#### The input ####

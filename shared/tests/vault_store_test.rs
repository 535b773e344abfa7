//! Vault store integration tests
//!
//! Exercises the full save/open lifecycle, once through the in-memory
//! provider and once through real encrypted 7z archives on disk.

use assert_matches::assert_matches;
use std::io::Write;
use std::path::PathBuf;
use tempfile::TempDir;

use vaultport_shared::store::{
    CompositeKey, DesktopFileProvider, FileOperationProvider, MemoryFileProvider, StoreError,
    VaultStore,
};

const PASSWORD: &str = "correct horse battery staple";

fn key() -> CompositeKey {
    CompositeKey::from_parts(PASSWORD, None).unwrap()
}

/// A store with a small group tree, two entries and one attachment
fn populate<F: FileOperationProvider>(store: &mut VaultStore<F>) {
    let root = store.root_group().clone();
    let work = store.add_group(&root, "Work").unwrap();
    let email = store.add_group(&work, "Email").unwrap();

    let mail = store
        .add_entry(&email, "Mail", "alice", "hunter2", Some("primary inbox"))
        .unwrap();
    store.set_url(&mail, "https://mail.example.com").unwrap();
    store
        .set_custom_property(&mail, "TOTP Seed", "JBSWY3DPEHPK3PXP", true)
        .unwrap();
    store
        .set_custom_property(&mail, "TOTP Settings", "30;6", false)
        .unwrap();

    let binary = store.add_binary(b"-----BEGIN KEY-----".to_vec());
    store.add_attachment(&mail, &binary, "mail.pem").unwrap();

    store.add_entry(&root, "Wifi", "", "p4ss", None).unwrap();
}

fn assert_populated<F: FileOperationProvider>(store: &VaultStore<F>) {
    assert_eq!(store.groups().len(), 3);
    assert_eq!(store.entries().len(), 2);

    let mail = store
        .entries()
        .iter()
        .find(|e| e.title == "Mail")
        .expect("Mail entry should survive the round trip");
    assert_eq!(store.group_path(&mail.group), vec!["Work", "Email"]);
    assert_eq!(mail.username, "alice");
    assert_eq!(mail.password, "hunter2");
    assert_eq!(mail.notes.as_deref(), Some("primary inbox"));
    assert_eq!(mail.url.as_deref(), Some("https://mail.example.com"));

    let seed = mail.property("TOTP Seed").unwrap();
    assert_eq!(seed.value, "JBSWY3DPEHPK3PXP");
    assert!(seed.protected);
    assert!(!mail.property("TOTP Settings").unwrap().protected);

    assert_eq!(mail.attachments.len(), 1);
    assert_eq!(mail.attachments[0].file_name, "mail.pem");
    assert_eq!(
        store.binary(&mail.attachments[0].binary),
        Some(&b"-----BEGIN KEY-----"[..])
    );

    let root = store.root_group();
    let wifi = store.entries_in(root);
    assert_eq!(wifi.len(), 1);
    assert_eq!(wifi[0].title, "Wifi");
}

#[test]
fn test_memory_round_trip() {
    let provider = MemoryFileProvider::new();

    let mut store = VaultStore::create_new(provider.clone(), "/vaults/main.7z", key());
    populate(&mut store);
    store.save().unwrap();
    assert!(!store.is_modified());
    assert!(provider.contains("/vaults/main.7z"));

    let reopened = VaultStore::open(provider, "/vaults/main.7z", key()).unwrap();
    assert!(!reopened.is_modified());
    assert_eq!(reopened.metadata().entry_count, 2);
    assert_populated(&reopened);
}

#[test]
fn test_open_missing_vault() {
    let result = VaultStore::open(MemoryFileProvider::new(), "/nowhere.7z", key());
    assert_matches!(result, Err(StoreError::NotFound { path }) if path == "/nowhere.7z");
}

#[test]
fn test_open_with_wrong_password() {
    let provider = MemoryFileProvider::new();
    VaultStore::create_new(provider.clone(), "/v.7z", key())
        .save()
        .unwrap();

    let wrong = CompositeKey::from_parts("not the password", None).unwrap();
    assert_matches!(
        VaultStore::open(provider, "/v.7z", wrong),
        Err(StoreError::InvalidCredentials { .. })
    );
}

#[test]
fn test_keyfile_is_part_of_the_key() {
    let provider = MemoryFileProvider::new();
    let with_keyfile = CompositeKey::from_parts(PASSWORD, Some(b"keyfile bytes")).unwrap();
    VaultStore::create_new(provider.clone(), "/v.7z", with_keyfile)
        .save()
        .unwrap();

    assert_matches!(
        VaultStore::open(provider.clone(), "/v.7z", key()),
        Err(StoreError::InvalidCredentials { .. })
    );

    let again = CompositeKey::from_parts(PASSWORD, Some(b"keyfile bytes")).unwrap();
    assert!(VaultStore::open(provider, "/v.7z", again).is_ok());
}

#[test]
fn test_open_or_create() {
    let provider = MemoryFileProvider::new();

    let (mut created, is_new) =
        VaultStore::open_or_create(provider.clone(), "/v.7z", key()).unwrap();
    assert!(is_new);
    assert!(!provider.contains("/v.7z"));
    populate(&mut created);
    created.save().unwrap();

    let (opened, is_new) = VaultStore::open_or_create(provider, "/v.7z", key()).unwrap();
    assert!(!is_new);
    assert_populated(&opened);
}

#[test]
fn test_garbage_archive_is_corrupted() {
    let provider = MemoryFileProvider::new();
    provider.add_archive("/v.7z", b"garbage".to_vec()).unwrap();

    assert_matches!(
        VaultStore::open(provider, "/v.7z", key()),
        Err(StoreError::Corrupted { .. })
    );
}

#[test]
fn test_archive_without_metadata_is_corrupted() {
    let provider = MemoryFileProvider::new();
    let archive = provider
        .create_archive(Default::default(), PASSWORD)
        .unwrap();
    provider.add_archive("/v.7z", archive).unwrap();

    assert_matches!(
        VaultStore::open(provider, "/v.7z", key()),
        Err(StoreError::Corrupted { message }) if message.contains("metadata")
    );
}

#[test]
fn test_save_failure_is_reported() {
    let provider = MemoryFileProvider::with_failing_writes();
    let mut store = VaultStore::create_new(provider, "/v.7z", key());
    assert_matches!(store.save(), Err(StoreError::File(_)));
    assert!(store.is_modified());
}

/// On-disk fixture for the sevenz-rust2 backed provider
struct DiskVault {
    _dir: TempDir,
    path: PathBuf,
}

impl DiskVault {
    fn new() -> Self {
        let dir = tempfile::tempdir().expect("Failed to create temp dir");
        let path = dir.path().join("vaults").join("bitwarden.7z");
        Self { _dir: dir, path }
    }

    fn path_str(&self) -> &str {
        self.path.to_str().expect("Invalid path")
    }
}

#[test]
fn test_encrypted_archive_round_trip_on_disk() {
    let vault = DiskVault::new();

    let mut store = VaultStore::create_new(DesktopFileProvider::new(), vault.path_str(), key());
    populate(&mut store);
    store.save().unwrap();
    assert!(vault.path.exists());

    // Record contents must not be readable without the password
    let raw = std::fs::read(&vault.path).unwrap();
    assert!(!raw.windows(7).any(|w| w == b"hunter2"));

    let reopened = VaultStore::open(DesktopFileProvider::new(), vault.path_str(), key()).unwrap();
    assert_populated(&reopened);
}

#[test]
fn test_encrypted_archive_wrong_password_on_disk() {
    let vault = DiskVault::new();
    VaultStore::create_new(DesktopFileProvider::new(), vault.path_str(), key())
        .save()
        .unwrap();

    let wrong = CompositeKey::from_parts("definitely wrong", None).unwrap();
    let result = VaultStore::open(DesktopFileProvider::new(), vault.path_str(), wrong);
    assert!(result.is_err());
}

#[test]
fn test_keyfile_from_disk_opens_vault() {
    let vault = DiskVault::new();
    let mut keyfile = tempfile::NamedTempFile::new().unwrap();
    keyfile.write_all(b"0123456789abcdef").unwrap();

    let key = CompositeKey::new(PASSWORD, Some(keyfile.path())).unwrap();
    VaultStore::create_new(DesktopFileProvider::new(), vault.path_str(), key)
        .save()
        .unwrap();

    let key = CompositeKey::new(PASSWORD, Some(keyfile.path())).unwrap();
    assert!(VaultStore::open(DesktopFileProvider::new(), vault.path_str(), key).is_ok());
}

####

* [Exercise description]
Wherever a line above contains "primary", copy that line.

* [Expected output]
        .add_entry(&email, "Mail", "alice", "hunter2", Some("primary inbox"))
    assert_eq!(mail.notes.as_deref(), Some("primary inbox"));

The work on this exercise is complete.